-- Action item --
The expected output is exactly the lines below, starting at the line with "is a directory." and ending at the line with "not a symlink.", both included; no other line belongs in it.

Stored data
========================================================================

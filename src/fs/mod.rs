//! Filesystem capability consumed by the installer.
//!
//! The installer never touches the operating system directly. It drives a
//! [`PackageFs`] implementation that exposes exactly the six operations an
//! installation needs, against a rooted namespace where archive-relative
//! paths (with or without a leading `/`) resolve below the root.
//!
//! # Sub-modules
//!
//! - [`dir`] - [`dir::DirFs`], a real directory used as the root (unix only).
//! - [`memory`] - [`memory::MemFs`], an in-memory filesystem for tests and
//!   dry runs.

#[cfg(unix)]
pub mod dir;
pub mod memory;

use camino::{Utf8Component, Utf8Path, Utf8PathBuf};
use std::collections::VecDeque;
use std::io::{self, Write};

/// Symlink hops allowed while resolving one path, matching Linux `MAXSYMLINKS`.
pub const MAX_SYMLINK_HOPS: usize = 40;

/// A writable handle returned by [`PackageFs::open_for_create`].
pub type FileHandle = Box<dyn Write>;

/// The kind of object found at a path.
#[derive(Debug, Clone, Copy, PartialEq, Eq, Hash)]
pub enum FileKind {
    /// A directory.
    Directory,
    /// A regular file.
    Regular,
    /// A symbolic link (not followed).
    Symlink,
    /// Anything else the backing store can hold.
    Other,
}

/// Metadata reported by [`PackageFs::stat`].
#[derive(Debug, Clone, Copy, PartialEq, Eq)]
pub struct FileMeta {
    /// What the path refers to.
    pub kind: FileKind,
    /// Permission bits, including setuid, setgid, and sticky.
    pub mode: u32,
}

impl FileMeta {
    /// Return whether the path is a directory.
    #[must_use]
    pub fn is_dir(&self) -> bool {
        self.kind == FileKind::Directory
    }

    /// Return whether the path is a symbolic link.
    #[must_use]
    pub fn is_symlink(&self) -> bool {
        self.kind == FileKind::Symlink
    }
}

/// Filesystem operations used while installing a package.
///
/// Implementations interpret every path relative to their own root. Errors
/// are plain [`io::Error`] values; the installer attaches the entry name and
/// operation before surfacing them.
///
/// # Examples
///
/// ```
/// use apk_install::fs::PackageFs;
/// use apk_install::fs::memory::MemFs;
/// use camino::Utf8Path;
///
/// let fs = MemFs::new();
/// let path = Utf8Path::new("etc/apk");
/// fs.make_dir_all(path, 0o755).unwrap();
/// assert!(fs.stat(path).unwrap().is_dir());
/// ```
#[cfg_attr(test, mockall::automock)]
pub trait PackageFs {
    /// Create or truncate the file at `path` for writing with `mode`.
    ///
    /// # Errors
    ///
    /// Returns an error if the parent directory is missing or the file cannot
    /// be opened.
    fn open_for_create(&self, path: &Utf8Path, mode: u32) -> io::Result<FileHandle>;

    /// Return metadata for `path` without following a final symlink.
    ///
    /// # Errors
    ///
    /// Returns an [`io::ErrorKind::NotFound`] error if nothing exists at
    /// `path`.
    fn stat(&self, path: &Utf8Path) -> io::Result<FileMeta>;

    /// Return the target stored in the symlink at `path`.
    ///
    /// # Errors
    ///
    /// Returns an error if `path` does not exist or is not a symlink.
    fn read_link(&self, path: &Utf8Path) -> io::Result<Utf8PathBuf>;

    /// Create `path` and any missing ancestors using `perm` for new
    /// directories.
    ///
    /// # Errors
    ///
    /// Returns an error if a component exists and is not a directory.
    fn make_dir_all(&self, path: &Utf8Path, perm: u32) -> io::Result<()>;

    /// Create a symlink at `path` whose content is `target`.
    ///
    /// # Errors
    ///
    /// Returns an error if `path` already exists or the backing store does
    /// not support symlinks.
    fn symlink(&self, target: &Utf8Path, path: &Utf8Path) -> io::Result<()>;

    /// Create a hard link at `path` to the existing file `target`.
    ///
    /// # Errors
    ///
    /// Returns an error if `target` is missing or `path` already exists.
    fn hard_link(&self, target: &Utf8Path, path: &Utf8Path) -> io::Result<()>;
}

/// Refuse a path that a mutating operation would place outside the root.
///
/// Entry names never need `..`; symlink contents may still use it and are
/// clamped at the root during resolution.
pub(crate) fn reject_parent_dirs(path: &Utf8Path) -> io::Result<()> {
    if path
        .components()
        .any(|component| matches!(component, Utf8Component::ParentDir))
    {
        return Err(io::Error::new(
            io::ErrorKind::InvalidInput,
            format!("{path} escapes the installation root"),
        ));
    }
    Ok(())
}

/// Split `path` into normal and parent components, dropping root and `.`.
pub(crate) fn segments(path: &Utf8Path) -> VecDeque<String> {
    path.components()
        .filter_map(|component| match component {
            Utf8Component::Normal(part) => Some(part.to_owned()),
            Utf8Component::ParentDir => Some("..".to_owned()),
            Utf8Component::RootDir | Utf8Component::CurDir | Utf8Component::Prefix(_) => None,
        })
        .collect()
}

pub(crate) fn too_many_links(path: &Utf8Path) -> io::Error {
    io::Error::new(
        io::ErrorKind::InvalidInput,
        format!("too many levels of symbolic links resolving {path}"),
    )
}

========================================================================

-- Output of the exercise --
    /// Return whether the path is a directory.
    #[must_use]
    pub fn is_dir(&self) -> bool {
        self.kind == FileKind::Directory
    }

    /// Return whether the path is a symbolic link.
    #[must_use]
    pub fn is_symlink(&self) -> bool {
        self.kind == FileKind::Symlink
    }
}

/// Filesystem operations used while installing a package.
///
/// Implementations interpret every path relative to their own root. Errors
/// are plain [`io::Error`] values; the installer attaches the entry name and
/// operation before surfacing them.
///
/// # Examples
///
/// ```
/// use apk_install::fs::PackageFs;
/// use apk_install::fs::memory::MemFs;
/// use camino::Utf8Path;
///
/// let fs = MemFs::new();
/// let path = Utf8Path::new("etc/apk");
/// fs.make_dir_all(path, 0o755).unwrap();
/// assert!(fs.stat(path).unwrap().is_dir());
/// ```
#[cfg_attr(test, mockall::automock)]
pub trait PackageFs {
    /// Create or truncate the file at `path` for writing with `mode`.
    ///
    /// # Errors
    ///
    /// Returns an error if the parent directory is missing or the file cannot
    /// be opened.
    fn open_for_create(&self, path: &Utf8Path, mode: u32) -> io::Result<FileHandle>;

    /// Return metadata for `path` without following a final symlink.
    ///
    /// # Errors
    ///
    /// Returns an [`io::ErrorKind::NotFound`] error if nothing exists at
    /// `path`.
    fn stat(&self, path: &Utf8Path) -> io::Result<FileMeta>;

    /// Return the target stored in the symlink at `path`.
    ///
    /// # Errors
    ///
    /// Returns an error if `path` does not exist or is not a symlink.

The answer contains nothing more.